■ **DIRECTIONS**
If a line in the data below includes the string "first", please return a copy of it.

■ **Stored data**
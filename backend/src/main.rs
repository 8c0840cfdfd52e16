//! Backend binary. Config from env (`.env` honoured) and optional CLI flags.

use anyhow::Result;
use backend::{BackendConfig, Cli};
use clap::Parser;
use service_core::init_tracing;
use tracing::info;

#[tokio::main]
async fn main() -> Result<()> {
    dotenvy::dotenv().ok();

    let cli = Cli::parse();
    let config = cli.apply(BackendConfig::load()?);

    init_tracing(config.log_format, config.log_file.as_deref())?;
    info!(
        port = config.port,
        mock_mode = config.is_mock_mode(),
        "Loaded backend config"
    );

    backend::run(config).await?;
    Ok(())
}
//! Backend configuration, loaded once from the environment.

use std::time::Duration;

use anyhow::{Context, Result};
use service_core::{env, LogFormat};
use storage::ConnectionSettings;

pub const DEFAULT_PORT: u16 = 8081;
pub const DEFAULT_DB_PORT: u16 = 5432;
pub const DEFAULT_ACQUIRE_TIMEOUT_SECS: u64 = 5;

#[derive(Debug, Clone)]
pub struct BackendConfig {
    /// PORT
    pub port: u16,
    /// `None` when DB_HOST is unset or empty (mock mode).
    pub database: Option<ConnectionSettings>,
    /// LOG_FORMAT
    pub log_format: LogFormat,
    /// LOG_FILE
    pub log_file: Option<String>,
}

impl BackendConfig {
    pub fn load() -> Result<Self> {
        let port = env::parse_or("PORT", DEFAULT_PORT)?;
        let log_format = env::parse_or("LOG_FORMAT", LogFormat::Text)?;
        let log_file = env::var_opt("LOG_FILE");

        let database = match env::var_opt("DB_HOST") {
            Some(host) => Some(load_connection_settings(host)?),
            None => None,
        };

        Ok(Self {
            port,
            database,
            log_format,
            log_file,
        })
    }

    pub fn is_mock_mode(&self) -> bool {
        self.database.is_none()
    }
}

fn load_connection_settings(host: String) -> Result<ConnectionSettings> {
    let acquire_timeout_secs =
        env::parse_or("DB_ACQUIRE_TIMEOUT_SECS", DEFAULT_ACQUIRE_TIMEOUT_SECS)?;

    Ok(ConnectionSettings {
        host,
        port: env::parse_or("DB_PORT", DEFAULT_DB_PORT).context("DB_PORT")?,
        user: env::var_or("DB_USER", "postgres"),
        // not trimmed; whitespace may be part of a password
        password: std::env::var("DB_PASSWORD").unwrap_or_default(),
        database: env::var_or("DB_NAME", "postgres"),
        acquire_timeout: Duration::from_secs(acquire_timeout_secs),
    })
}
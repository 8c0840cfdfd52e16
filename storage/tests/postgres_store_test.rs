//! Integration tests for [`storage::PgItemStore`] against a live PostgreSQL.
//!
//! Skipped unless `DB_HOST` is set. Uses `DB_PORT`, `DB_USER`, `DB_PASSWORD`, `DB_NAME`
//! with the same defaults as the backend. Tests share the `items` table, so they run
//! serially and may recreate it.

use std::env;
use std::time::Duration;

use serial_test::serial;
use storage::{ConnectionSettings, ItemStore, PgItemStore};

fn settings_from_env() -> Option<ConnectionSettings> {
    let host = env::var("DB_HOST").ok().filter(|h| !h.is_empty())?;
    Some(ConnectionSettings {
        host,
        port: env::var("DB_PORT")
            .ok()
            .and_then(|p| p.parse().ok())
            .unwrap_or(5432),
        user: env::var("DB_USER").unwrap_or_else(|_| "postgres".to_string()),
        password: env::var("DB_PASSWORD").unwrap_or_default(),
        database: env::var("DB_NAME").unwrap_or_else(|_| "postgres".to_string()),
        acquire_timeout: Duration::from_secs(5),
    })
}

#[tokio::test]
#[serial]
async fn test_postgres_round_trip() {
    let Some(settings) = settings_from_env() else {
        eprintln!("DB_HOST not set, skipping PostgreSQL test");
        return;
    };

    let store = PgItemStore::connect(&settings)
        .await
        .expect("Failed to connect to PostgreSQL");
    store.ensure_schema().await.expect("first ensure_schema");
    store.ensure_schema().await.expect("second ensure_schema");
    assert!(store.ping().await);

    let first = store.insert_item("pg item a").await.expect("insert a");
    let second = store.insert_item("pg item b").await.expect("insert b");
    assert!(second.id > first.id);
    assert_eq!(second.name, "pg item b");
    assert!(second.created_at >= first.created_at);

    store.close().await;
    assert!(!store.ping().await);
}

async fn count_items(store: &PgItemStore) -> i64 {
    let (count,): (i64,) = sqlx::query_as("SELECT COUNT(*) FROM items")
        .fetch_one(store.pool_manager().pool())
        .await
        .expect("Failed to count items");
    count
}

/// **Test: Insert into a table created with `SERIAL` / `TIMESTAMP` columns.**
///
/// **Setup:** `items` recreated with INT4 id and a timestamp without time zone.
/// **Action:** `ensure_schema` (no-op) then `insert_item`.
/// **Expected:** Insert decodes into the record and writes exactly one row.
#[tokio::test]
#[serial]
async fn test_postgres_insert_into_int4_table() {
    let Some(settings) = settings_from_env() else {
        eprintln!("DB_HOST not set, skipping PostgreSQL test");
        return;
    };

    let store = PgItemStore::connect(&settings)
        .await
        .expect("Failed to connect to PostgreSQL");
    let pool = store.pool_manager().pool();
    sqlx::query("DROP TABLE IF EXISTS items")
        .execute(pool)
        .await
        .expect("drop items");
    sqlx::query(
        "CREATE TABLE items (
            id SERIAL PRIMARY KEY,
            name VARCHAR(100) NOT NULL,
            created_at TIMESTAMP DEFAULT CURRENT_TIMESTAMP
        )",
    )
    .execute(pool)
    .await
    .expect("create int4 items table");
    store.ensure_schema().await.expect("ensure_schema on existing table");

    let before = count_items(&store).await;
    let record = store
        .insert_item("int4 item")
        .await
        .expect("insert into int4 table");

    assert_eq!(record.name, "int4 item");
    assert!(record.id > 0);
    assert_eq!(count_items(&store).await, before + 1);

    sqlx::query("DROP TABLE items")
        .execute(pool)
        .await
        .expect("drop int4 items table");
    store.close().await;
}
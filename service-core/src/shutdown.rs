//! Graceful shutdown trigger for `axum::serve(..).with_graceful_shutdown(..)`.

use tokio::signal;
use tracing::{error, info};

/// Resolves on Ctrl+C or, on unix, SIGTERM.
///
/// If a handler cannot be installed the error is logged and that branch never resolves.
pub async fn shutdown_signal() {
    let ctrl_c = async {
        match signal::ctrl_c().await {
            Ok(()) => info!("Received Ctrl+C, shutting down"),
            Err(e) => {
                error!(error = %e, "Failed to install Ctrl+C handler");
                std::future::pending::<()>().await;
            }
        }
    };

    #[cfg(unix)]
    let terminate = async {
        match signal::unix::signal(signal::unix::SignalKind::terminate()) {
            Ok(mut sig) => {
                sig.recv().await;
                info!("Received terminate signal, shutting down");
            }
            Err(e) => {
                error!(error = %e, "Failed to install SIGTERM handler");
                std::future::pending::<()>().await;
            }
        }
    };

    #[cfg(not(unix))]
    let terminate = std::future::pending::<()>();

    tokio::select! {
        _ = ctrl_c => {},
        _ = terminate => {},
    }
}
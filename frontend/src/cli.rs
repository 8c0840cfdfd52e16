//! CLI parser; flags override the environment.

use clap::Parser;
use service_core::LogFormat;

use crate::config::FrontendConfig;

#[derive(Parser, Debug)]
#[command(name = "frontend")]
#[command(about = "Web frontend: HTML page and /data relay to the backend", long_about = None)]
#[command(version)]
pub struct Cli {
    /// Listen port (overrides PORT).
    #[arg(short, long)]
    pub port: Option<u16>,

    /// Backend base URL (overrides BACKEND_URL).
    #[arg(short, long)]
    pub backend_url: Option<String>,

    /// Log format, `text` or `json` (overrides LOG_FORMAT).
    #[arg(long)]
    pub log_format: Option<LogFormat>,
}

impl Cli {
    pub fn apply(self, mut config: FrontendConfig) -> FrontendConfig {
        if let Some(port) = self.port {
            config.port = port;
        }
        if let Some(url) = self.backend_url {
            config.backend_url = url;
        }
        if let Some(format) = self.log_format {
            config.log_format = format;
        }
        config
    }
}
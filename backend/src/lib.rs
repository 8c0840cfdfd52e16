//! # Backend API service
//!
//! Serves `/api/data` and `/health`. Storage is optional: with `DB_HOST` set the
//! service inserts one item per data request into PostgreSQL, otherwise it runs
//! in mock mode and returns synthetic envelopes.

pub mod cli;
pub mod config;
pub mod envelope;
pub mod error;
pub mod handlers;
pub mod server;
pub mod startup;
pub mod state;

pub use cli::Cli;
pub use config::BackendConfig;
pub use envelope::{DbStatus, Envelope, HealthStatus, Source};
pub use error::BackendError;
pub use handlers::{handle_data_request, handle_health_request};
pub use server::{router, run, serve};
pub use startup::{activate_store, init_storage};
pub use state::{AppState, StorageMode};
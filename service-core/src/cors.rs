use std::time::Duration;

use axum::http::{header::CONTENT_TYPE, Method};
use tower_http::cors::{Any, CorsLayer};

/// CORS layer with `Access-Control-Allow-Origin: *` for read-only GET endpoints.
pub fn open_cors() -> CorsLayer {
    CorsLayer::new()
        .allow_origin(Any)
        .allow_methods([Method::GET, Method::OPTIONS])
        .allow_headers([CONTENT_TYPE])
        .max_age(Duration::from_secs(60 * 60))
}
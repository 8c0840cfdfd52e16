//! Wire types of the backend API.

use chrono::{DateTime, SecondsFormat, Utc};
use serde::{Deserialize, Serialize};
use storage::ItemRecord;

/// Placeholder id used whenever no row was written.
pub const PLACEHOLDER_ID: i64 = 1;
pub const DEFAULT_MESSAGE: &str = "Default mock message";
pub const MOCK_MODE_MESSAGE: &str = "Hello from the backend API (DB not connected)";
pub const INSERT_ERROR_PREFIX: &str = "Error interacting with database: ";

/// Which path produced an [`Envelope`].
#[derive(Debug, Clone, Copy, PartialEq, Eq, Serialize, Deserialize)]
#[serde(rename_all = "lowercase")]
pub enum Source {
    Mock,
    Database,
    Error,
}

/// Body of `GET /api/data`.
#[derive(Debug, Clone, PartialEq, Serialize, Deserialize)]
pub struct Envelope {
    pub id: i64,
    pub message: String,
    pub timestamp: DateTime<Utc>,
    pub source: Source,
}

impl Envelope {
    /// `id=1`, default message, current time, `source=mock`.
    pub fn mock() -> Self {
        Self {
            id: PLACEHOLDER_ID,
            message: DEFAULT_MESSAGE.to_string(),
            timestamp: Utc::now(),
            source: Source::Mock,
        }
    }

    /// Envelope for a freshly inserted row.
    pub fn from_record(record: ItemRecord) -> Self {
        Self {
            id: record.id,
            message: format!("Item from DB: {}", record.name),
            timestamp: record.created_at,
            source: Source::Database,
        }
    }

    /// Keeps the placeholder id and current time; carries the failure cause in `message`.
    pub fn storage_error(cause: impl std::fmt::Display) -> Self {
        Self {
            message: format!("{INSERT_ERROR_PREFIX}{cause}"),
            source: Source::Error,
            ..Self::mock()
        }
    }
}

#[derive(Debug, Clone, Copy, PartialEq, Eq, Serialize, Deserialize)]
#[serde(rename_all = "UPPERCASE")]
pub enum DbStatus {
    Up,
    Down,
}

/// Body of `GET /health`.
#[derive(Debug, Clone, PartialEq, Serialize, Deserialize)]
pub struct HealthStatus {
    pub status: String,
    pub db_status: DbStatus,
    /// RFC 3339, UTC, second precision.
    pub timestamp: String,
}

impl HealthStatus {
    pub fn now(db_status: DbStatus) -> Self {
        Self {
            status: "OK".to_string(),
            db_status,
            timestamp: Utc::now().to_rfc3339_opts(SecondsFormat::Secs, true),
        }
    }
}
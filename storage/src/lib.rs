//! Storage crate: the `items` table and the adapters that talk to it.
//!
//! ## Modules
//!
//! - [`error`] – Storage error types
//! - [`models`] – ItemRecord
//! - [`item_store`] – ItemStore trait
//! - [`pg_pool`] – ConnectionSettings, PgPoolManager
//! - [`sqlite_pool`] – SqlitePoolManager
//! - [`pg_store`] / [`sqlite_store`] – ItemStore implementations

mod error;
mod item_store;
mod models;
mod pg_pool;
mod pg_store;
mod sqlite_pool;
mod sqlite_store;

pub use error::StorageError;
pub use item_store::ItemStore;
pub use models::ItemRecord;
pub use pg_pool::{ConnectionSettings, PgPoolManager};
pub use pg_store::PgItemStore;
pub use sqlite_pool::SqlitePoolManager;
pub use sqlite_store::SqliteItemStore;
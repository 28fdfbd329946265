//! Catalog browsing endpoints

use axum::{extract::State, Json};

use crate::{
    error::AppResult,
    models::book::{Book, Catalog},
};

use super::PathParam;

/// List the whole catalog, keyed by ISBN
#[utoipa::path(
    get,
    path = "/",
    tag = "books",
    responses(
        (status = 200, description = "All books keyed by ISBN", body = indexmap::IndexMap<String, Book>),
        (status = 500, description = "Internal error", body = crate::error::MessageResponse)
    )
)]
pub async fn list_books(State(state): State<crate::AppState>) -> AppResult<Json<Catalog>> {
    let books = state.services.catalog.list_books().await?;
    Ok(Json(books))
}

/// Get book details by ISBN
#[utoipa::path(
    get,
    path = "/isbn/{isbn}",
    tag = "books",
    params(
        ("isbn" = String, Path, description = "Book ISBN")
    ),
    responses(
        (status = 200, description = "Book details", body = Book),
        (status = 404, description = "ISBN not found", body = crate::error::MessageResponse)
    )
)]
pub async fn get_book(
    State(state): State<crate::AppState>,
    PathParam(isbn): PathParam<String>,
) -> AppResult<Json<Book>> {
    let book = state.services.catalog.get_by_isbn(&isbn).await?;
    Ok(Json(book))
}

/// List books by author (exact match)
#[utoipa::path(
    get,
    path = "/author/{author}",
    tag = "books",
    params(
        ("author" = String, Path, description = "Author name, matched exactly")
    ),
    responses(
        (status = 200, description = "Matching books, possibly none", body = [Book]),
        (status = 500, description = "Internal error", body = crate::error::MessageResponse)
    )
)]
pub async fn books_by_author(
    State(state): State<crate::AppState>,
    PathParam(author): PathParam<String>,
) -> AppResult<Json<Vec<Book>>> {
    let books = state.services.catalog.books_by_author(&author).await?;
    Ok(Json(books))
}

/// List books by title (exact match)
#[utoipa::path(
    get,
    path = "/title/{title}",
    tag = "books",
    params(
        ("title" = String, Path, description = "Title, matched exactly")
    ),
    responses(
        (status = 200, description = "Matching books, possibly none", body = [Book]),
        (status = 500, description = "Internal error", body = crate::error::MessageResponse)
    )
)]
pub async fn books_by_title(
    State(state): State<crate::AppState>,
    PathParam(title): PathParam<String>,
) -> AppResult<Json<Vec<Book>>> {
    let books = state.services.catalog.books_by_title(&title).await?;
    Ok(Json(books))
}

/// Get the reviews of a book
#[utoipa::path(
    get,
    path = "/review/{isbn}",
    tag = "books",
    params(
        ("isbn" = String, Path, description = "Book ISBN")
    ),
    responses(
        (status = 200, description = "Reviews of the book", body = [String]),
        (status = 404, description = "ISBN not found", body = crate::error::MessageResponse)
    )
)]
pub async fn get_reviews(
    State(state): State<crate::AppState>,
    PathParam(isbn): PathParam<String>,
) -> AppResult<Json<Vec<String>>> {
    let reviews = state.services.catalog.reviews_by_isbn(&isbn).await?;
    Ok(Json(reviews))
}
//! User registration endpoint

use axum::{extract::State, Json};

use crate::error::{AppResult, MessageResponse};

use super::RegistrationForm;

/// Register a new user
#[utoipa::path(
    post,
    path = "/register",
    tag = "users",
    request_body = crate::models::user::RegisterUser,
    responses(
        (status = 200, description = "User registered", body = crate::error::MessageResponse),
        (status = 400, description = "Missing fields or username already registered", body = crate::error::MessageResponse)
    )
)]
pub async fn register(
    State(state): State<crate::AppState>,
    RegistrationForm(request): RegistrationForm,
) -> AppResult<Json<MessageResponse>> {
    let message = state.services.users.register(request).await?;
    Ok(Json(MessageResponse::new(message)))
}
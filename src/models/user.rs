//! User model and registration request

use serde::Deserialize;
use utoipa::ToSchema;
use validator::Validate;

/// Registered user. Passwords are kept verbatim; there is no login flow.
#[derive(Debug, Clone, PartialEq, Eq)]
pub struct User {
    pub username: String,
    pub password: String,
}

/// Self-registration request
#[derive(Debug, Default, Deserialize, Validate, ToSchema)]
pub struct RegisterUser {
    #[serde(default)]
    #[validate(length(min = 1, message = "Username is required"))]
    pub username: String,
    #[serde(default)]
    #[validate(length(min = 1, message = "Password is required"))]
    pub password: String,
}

■ **RESULT BELOW**
    store.ensure_schema().await.expect("first ensure_schema");
    let first = store.insert_item("pg item a").await.expect("insert a");
    assert!(second.id > first.id);
    assert!(second.created_at >= first.created_at);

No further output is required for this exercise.